> Problem to work on
Look through the records and copy each line that has "validate" in it.

> Exercise data
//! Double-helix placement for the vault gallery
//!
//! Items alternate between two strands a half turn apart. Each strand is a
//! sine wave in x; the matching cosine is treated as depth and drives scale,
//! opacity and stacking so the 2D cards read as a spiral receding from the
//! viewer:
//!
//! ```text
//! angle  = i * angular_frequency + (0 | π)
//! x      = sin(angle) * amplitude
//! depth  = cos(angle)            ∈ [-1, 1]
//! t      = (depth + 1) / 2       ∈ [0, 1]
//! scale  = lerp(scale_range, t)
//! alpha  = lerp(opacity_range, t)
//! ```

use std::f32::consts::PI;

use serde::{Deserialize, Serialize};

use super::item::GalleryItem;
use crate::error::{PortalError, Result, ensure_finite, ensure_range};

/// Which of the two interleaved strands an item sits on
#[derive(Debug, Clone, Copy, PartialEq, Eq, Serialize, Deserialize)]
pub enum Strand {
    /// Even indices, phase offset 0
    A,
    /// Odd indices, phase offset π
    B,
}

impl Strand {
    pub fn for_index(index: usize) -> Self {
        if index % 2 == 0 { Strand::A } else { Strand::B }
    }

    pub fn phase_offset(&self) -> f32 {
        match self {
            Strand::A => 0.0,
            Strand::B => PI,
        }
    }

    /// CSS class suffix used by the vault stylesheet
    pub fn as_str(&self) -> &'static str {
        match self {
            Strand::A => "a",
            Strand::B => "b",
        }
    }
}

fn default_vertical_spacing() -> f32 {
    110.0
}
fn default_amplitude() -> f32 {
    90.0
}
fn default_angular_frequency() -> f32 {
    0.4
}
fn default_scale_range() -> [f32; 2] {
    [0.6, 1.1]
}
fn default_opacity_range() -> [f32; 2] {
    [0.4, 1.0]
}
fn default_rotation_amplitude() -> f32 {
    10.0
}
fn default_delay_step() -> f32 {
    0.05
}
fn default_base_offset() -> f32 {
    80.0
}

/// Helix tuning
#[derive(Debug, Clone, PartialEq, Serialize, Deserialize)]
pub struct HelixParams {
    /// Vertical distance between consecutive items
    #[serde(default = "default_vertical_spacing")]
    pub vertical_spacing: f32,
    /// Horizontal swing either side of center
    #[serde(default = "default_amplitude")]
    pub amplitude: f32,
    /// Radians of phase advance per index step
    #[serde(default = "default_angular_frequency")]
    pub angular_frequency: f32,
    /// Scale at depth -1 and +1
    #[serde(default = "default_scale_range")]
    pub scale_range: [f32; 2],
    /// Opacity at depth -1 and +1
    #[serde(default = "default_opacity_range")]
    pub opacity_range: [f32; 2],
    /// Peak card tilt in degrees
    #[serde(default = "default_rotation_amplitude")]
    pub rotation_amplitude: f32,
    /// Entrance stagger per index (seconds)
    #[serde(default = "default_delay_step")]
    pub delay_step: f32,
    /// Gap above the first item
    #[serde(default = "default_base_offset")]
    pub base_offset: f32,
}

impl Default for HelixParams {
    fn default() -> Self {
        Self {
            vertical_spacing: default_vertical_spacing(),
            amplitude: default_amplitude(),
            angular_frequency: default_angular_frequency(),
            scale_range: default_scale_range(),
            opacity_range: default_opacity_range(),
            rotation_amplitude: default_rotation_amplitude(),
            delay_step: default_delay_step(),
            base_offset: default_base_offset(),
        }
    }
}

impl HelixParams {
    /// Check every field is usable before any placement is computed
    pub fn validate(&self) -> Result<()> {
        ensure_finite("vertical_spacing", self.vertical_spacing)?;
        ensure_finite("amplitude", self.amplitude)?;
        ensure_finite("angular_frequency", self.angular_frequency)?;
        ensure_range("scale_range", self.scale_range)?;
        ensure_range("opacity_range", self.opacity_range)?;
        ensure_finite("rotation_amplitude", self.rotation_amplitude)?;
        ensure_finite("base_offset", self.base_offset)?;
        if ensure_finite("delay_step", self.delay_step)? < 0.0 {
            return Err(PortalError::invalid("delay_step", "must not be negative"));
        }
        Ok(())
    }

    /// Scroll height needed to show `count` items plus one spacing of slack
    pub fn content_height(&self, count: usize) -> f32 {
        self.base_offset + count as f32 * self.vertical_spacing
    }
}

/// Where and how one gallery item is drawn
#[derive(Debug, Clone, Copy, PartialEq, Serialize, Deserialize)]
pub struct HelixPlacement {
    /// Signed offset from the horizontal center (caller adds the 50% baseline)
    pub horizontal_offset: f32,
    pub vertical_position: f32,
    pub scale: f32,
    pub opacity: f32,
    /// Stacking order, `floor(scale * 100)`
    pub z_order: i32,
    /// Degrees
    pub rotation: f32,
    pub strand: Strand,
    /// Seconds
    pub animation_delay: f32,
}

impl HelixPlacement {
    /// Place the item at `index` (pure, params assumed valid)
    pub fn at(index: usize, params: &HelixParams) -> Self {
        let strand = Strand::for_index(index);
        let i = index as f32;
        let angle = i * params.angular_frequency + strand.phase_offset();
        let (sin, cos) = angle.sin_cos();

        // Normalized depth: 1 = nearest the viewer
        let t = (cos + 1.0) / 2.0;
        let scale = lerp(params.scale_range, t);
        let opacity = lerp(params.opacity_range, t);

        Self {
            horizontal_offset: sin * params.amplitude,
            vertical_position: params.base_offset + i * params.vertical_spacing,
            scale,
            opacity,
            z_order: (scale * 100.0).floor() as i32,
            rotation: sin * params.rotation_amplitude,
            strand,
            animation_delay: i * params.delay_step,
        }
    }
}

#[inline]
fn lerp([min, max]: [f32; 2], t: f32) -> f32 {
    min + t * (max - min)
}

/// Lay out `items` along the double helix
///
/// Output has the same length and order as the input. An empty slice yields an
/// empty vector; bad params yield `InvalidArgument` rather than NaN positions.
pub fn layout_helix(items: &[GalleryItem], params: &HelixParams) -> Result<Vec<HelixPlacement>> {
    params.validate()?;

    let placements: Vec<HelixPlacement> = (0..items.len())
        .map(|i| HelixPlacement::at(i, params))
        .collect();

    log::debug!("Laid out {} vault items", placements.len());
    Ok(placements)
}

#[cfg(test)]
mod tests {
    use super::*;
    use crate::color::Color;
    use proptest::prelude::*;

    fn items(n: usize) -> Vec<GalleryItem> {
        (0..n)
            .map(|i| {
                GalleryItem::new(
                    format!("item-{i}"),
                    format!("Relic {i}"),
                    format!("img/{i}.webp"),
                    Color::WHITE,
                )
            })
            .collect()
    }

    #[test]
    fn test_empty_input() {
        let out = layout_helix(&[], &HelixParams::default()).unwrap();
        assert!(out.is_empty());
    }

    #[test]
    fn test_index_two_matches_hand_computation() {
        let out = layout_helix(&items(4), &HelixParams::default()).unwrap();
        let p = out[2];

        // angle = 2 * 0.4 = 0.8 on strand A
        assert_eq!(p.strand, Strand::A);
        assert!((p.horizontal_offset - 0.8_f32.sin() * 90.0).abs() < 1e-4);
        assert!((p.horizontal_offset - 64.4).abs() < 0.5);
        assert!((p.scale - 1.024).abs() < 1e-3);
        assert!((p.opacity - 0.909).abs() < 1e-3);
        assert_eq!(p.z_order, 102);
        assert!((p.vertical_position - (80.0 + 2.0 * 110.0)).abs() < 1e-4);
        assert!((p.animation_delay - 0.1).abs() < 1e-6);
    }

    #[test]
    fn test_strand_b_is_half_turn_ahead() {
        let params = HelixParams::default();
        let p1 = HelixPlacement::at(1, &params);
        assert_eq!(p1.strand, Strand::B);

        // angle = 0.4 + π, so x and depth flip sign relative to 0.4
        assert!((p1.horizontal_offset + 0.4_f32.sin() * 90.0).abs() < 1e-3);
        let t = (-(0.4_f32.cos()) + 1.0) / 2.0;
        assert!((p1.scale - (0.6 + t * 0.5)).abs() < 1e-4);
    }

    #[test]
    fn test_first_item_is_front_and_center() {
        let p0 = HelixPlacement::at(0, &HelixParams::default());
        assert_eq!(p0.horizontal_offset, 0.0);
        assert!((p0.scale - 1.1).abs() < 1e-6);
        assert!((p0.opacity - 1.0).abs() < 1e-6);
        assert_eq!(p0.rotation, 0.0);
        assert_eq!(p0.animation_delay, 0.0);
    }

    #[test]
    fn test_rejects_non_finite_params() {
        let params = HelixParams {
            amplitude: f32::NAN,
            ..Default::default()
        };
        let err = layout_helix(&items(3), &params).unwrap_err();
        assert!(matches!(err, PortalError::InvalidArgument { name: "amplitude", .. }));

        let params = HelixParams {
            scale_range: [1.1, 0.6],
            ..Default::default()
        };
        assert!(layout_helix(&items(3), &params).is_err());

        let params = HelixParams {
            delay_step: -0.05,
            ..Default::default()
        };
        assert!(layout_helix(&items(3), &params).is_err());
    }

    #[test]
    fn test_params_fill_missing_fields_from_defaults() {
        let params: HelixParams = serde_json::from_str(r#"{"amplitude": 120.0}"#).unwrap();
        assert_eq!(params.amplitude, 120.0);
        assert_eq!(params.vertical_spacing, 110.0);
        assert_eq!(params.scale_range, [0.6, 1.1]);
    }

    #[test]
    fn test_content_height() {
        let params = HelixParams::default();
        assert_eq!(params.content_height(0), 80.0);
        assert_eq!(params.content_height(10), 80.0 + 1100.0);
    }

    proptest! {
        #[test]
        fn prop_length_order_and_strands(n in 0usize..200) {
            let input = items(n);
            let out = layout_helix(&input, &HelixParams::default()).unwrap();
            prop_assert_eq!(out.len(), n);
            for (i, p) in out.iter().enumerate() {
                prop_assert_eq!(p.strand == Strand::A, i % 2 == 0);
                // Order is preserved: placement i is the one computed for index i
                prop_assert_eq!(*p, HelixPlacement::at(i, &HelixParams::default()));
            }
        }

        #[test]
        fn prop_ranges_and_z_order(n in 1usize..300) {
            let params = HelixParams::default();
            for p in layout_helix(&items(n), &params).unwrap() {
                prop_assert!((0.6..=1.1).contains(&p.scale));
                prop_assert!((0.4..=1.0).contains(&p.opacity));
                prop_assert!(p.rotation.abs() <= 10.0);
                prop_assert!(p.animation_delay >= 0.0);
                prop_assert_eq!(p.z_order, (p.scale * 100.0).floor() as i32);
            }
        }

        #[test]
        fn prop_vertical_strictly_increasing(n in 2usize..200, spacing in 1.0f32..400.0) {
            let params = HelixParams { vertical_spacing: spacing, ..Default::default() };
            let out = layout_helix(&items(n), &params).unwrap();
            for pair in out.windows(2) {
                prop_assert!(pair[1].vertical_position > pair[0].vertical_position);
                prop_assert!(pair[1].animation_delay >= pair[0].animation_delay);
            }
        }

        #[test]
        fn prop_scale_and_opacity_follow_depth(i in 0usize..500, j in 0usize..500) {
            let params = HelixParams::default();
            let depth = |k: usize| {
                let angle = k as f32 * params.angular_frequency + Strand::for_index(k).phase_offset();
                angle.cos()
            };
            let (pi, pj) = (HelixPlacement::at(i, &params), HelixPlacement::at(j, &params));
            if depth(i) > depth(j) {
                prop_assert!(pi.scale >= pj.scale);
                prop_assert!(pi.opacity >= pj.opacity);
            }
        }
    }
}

> Answer box
    pub fn validate(&self) -> Result<()> {
    params.validate()?;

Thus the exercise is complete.